Records for the task -
Start of Block

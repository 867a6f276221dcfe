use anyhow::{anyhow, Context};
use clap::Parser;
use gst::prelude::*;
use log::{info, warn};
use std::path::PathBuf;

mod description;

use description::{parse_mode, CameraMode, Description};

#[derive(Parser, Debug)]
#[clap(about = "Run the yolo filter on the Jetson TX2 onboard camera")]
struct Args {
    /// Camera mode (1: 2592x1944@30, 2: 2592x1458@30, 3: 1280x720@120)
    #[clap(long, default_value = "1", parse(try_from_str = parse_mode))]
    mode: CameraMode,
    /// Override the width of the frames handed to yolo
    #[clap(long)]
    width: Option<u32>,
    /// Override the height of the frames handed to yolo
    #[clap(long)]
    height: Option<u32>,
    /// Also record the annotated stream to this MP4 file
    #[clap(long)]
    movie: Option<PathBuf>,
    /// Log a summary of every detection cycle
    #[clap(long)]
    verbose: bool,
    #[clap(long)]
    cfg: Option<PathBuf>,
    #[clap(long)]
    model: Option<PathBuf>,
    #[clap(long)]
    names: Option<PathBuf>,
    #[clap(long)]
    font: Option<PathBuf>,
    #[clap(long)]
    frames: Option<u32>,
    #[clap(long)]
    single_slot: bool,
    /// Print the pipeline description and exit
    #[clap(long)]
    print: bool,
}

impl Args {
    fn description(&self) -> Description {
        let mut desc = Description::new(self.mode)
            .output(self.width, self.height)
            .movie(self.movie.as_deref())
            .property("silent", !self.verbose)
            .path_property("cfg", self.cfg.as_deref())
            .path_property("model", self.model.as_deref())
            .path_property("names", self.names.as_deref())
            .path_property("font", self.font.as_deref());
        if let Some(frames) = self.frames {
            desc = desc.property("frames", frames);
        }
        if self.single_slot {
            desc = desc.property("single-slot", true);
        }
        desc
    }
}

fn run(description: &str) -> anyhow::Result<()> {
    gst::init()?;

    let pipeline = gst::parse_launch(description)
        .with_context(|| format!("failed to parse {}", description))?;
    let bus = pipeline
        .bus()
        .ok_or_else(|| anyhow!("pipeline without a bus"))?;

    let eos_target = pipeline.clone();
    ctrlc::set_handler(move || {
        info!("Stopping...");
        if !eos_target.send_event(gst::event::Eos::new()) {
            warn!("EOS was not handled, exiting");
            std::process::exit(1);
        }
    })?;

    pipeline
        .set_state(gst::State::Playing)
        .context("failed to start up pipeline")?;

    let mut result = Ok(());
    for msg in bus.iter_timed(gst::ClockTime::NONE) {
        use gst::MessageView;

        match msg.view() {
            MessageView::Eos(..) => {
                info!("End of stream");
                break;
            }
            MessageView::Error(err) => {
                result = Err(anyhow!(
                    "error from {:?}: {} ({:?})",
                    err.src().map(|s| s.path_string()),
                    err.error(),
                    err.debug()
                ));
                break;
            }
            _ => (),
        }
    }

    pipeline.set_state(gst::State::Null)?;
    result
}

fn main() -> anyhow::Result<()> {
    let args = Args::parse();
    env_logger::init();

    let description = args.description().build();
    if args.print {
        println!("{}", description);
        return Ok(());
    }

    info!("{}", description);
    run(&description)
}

End of Block

To do -
In the data above, copy every line where the string "bool" appears.

Solution -
    verbose: bool,
    single_slot: bool,
    print: bool,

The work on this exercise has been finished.